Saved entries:
_ _ _ _

//! Error types for the scoring pipeline

use std::fmt::Display;
use thiserror::Error;

/// Failures surfaced by the scoring pipeline.
///
/// Every failure is reported once to the caller; nothing is retried.
#[derive(Error, Debug, Clone, PartialEq)]
pub enum ScoringError {
    /// The model artifact is missing or corrupt. Fatal at startup.
    #[error("model unavailable ({model}): {reason}")]
    ModelUnavailable { model: String, reason: String },

    /// The classifier requires a feature the encoder does not produce.
    #[error("schema mismatch: classifier requires unknown feature `{feature}`")]
    SchemaMismatch { feature: String },

    /// The classifier call failed for this request.
    #[error("inference error: {0}")]
    InferenceError(String),

    /// Decision threshold outside [0, 1].
    #[error("invalid threshold {0}: must be within [0, 1]")]
    InvalidThreshold(f64),

    /// Input record rejected before encoding.
    #[error("invalid transaction record: {0}")]
    InvalidRecord(String),
}

impl ScoringError {
    pub(crate) fn model_unavailable(model: impl Display, reason: impl Display) -> Self {
        ScoringError::ModelUnavailable {
            model: model.to_string(),
            reason: reason.to_string(),
        }
    }
}

/// Result alias used across the library.
pub type Result<T> = std::result::Result<T, ScoringError>;
//! Scoring statistics for batch runs.

use crate::types::assessment::RiskTier;
use std::collections::BTreeMap;
use std::time::{Duration, Instant};
use tracing::info;

/// Processing-time samples kept for percentiles
const MAX_SAMPLES: usize = 10_000;

/// Metrics collector for one batch run
pub struct ScoringMetrics {
    /// Transactions scored successfully
    transactions_scored: u64,
    /// Records skipped or failed
    failures: u64,
    by_tier: BTreeMap<RiskTier, u64>,
    /// Processing times (in microseconds)
    processing_times: Vec<u64>,
    /// Fraud probability distribution buckets
    probability_buckets: [u64; 10],
    start_time: Instant,
}

impl ScoringMetrics {
    pub fn new() -> Self {
        Self {
            transactions_scored: 0,
            failures: 0,
            by_tier: BTreeMap::new(),
            processing_times: Vec::with_capacity(1000),
            probability_buckets: [0; 10],
            start_time: Instant::now(),
        }
    }

    /// Record a scored transaction
    pub fn record_scored(&mut self, processing_time: Duration, probability: f64, tier: RiskTier) {
        self.transactions_scored += 1;

        self.processing_times.push(processing_time.as_micros() as u64);
        if self.processing_times.len() > MAX_SAMPLES {
            self.processing_times.drain(0..MAX_SAMPLES / 2);
        }

        let bucket = (probability.clamp(0.0, 1.0) * 10.0).min(9.0) as usize;
        self.probability_buckets[bucket] += 1;

        *self.by_tier.entry(tier).or_insert(0) += 1;
    }

    /// Record a record that could not be scored
    pub fn record_failure(&mut self) {
        self.failures += 1;
    }

    pub fn transactions_scored(&self) -> u64 {
        self.transactions_scored
    }

    pub fn failures(&self) -> u64 {
        self.failures
    }

    /// Get processing time statistics
    pub fn get_processing_stats(&self) -> ProcessingStats {
        if self.processing_times.is_empty() {
            return ProcessingStats::default();
        }
        let mut sorted = self.processing_times.clone();
        sorted.sort_unstable();

        let sum: u64 = sorted.iter().sum();
        let count = sorted.len();

        ProcessingStats {
            count: count as u64,
            mean_us: sum / count as u64,
            p50_us: sorted[count / 2],
            p95_us: sorted[(count as f64 * 0.95) as usize],
            p99_us: sorted[(count as f64 * 0.99) as usize],
            max_us: sorted[count - 1],
        }
    }

    /// Get current throughput (transactions per second)
    pub fn get_throughput(&self) -> f64 {
        let elapsed = self.start_time.elapsed().as_secs_f64();
        if elapsed > 0.0 {
            self.transactions_scored as f64 / elapsed
        } else {
            0.0
        }
    }

    pub fn get_probability_distribution(&self) -> [u64; 10] {
        self.probability_buckets
    }

    pub fn get_tier_counts(&self) -> &BTreeMap<RiskTier, u64> {
        &self.by_tier
    }

    /// Log summary statistics
    pub fn print_summary(&self) {
        let scored = self.transactions_scored;
        let failures = self.failures;
        let processing = self.get_processing_stats();
        let throughput = self.get_throughput();
        let tiers = self.get_tier_counts();
        let distribution = self.get_probability_distribution();

        info!("╔══════════════════════════════════════════════════════════════╗");
        info!("║              FRAUD RISK SCORER - BATCH SUMMARY               ║");
        info!("╠══════════════════════════════════════════════════════════════╣");
        info!(
            "║ Transactions Scored: {:>8}  │  Throughput: {:>8.1} tx/s  ║",
            scored, throughput
        );
        info!("║ Failed / Skipped:    {:>8}                                 ║", failures);
        info!(
            "║ Processing Time (μs): mean={:>5} p50={:>5} p95={:>5} p99={:>5} ║",
            processing.mean_us, processing.p50_us, processing.p95_us, processing.p99_us
        );
        info!("╠══════════════════════════════════════════════════════════════╣");
        info!("║ Transactions by Risk Tier:                                   ║");
        for (tier, count) in tiers {
            let pct = if scored > 0 {
                (*count as f64 / scored as f64) * 100.0
            } else {
                0.0
            };
            info!("║   {:8}: {:>8} ({:>5.1}%)                                ║", tier.as_str(), count, pct);
        }
        info!("╠══════════════════════════════════════════════════════════════╣");
        info!("║ Fraud Probability Distribution:                              ║");
        for (i, &count) in distribution.iter().enumerate() {
            let pct = if scored > 0 {
                (count as f64 / scored as f64) * 100.0
            } else {
                0.0
            };
            let bar = "█".repeat(((pct / 2.0) as usize).min(20));
            info!(
                "║   {:.1}-{:.1}: {:>6} ({:>5.1}%) {}",
                i as f64 / 10.0,
                (i + 1) as f64 / 10.0,
                count,
                pct,
                bar
            );
        }
        info!("╚══════════════════════════════════════════════════════════════╝");
    }
}

impl Default for ScoringMetrics {
    fn default() -> Self {
        Self::new()
    }
}

/// Processing time statistics
#[derive(Debug, Default, Clone, PartialEq, Eq)]
pub struct ProcessingStats {
    pub count: u64,
    pub mean_us: u64,
    pub p50_us: u64,
    pub p95_us: u64,
    pub p99_us: u64,
    pub max_us: u64,
}

#[cfg(test)]
mod tests {
    use super::*;

    #[test]
    fn test_metrics_recording() {
        let mut metrics = ScoringMetrics::new();

        metrics.record_scored(Duration::from_micros(100), 0.05, RiskTier::Low);
        metrics.record_scored(Duration::from_micros(300), 0.8, RiskTier::High);
        metrics.record_scored(Duration::from_micros(200), 1.0, RiskTier::High);
        metrics.record_failure();

        assert_eq!(metrics.transactions_scored(), 3);
        assert_eq!(metrics.failures(), 1);

        let tiers = metrics.get_tier_counts();
        assert_eq!(tiers.get(&RiskTier::High), Some(&2));
        assert_eq!(tiers.get(&RiskTier::Medium), None);

        let distribution = metrics.get_probability_distribution();
        assert_eq!(distribution[0], 1);
        assert_eq!(distribution[8], 1);
        assert_eq!(distribution[9], 1);
    }

    #[test]
    fn test_processing_stats() {
        let mut metrics = ScoringMetrics::new();
        assert_eq!(metrics.get_processing_stats(), ProcessingStats::default());

        for us in [100, 200, 300, 400] {
            metrics.record_scored(Duration::from_micros(us), 0.1, RiskTier::Low);
        }

        let stats = metrics.get_processing_stats();
        assert_eq!(stats.count, 4);
        assert_eq!(stats.mean_us, 250);
        assert_eq!(stats.p50_us, 300);
        assert_eq!(stats.max_us, 400);
    }

    #[test]
    fn test_processing_samples_are_bounded() {
        let mut metrics = ScoringMetrics::new();
        for us in 0..(MAX_SAMPLES as u64 + 1) {
            metrics.record_scored(Duration::from_micros(us), 0.5, RiskTier::Medium);
        }

        assert_eq!(metrics.transactions_scored(), MAX_SAMPLES as u64 + 1);
        assert_eq!(metrics.get_processing_stats().count, MAX_SAMPLES as u64 / 2 + 1);
        let total = MAX_SAMPLES as u64 + 1;
        assert_eq!(metrics.get_tier_counts().get(&RiskTier::Medium), Some(&total));
        assert_eq!(metrics.get_probability_distribution()[5], total);
    }
}
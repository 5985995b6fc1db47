//! Model artifact loader

use crate::config::ModelFormat;
use crate::error::{Result, ScoringError};
use crate::models::classifier::Classifier;
use crate::models::forest::ForestModel;
use std::path::Path;
use tracing::info;

/// Loader for classifier artifacts
#[derive(Debug, Clone)]
pub struct ModelLoader {
    /// Number of threads for ONNX inference
    #[cfg_attr(not(feature = "onnx"), allow(dead_code))]
    onnx_threads: usize,
}

impl ModelLoader {
    /// Create a new model loader with default settings (1 thread)
    pub fn new() -> Self {
        Self::with_threads(1)
    }

    /// Create a new model loader with specified number of ONNX threads
    pub fn with_threads(onnx_threads: usize) -> Self {
        Self {
            onnx_threads: onnx_threads.max(1),
        }
    }

    /// Resolve `Auto` from the file extension
    pub fn resolve_format(path: &Path, format: ModelFormat) -> ModelFormat {
        match format {
            ModelFormat::Auto => match path.extension().and_then(|e| e.to_str()) {
                Some(ext) if ext.eq_ignore_ascii_case("onnx") => ModelFormat::Onnx,
                _ => ModelFormat::Forest,
            },
            other => other,
        }
    }

    /// Load a classifier artifact.
    ///
    /// Any failure is `ModelUnavailable`; the caller cannot serve
    /// predictions without a model.
    pub fn load<P: AsRef<Path>>(
        &self,
        path: P,
        format: ModelFormat,
    ) -> Result<Box<dyn Classifier>> {
        let path = path.as_ref();

        if !path.is_file() {
            return Err(ScoringError::model_unavailable(
                path.display(),
                "model file not found",
            ));
        }

        let format = Self::resolve_format(path, format);
        info!(path = %path.display(), format = ?format, "Loading model artifact");

        match format {
            ModelFormat::Onnx => self.load_onnx(path),
            _ => Ok(Box::new(ForestModel::load(path)?)),
        }
    }

    #[cfg(feature = "onnx")]
    fn load_onnx(&self, path: &Path) -> Result<Box<dyn Classifier>> {
        let model = crate::models::onnx::OnnxClassifier::load(path, self.onnx_threads)?;
        Ok(Box::new(model))
    }

    #[cfg(not(feature = "onnx"))]
    fn load_onnx(&self, path: &Path) -> Result<Box<dyn Classifier>> {
        Err(ScoringError::model_unavailable(
            path.display(),
            "ONNX support not compiled in; rebuild with --features onnx",
        ))
    }
}

impl Default for ModelLoader {
    fn default() -> Self {
        Self::new()
    }
}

_ _ _ _

TASK DESCRIPTION:
In the lines above, find the word "Debug" and copy every line it occurs in.

ANSWER TO THIS EXERCISE:
#[derive(Error, Debug, Clone, PartialEq)]
#[derive(Debug, Default, Clone, PartialEq, Eq)]
#[derive(Debug, Clone)]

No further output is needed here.